REQUIRED ACTION: The entries that follow include a run beginning at the line with "a byte stream" and ending at the line with "let dir = tempfile::tempdir().unwrap();"; restate that run word for word and leave the rest out.
*** DATA TO EXAMINE ***
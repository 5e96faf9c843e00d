//! Pluggable signature-file loader
//!
//! The processor reads its fingerprint corpora through a [`Loader`]
//! capability so deployments can serve signature files from somewhere other
//! than the host filesystem. Loads run on the caller's thread and complete
//! before any check starts; the core never suspends.

use crate::errors::{AppError, AppResult};
use std::fs::File;
use std::io::Read;
use std::path::PathBuf;
use std::time::Duration;
use tracing::debug;

/// Capability for fetching a named signature file as a byte stream
pub trait Loader: Send + Sync {
    fn load_file(&self, name: &str) -> AppResult<Box<dyn Read + Send>>;
}

/// Loads files from the host filesystem, optionally under a base directory.
/// This is the default when no loader is configured.
#[derive(Debug, Clone, Default)]
pub struct FileLoader {
    base_dir: Option<PathBuf>,
}

impl FileLoader {
    pub fn new() -> Self {
        Self::default()
    }

    pub fn with_base_dir(base_dir: impl Into<PathBuf>) -> Self {
        FileLoader {
            base_dir: Some(base_dir.into()),
        }
    }
}

impl Loader for FileLoader {
    fn load_file(&self, name: &str) -> AppResult<Box<dyn Read + Send>> {
        let path = match &self.base_dir {
            Some(base) => base.join(name),
            None => PathBuf::from(name),
        };
        debug!("loading signature file {}", path.display());
        let file = File::open(&path)
            .map_err(|err| AppError::Loader(format!("{}: {}", path.display(), err)))?;
        Ok(Box::new(file))
    }
}

/// Fetches signature files from a remote HTTP(S) source by joining the file
/// name onto a base URL
pub struct HttpLoader {
    base_url: String,
    client: reqwest::blocking::Client,
}

impl HttpLoader {
    pub fn new(base_url: impl Into<String>, timeout: Duration) -> AppResult<Self> {
        let client = reqwest::blocking::Client::builder()
            .timeout(timeout)
            .build()?;
        Ok(HttpLoader {
            base_url: base_url.into(),
            client,
        })
    }

    fn url_for(&self, name: &str) -> String {
        format!("{}/{}", self.base_url.trim_end_matches('/'), name)
    }
}

impl Loader for HttpLoader {
    fn load_file(&self, name: &str) -> AppResult<Box<dyn Read + Send>> {
        let url = self.url_for(name);
        debug!("fetching signature file {}", url);
        let response = self.client.get(&url).send()?.error_for_status()?;
        Ok(Box::new(response))
    }
}

#[cfg(test)]
mod tests {
    use super::*;

    #[test]
    fn test_file_loader_reads_contents() {
        let dir = tempfile::tempdir().unwrap();
        std::fs::write(dir.path().join("browser.sig"), "# empty corpus\n").unwrap();

        let loader = FileLoader::with_base_dir(dir.path());
        let mut contents = String::new();
        loader
            .load_file("browser.sig")
            .unwrap()
            .read_to_string(&mut contents)
            .unwrap();
        assert_eq!(contents, "# empty corpus\n");
    }

    #[test]
    fn test_file_loader_missing_file_is_loader_error() {
        let loader = FileLoader::new();
        let err = match loader.load_file("/definitely/not/here.sig") {
            Ok(_) => panic!("expected an error"),
            Err(e) => e,
        };
        assert!(matches!(err, AppError::Loader(_)));
    }

    #[test]
    fn test_http_loader_joins_urls() {
        let loader = HttpLoader::new("https://example.test/sigs/", Duration::from_secs(5)).unwrap();
        assert_eq!(loader.url_for("mitm.sig"), "https://example.test/sigs/mitm.sig");
    }
}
***
YOUR SOLUTION:
/// Capability for fetching a named signature file as a byte stream
pub trait Loader: Send + Sync {
    fn load_file(&self, name: &str) -> AppResult<Box<dyn Read + Send>>;
}

/// Loads files from the host filesystem, optionally under a base directory.
/// This is the default when no loader is configured.
#[derive(Debug, Clone, Default)]
pub struct FileLoader {
    base_dir: Option<PathBuf>,
}

impl FileLoader {
    pub fn new() -> Self {
        Self::default()
    }

    pub fn with_base_dir(base_dir: impl Into<PathBuf>) -> Self {
        FileLoader {
            base_dir: Some(base_dir.into()),
        }
    }
}

impl Loader for FileLoader {
    fn load_file(&self, name: &str) -> AppResult<Box<dyn Read + Send>> {
        let path = match &self.base_dir {
            Some(base) => base.join(name),
            None => PathBuf::from(name),
        };
        debug!("loading signature file {}", path.display());
        let file = File::open(&path)
            .map_err(|err| AppError::Loader(format!("{}: {}", path.display(), err)))?;
        Ok(Box::new(file))
    }
}

/// Fetches signature files from a remote HTTP(S) source by joining the file
/// name onto a base URL
pub struct HttpLoader {
    base_url: String,
    client: reqwest::blocking::Client,
}

impl HttpLoader {
    pub fn new(base_url: impl Into<String>, timeout: Duration) -> AppResult<Self> {
        let client = reqwest::blocking::Client::builder()
            .timeout(timeout)
            .build()?;
        Ok(HttpLoader {
            base_url: base_url.into(),
            client,
        })
    }

    fn url_for(&self, name: &str) -> String {
        format!("{}/{}", self.base_url.trim_end_matches('/'), name)
    }
}

impl Loader for HttpLoader {
    fn load_file(&self, name: &str) -> AppResult<Box<dyn Read + Send>> {
        let url = self.url_for(name);
        debug!("fetching signature file {}", url);
        let response = self.client.get(&url).send()?.error_for_status()?;
        Ok(Box::new(response))
    }
}

#[cfg(test)]
mod tests {
    use super::*;

    #[test]
    fn test_file_loader_reads_contents() {
        let dir = tempfile::tempdir().unwrap();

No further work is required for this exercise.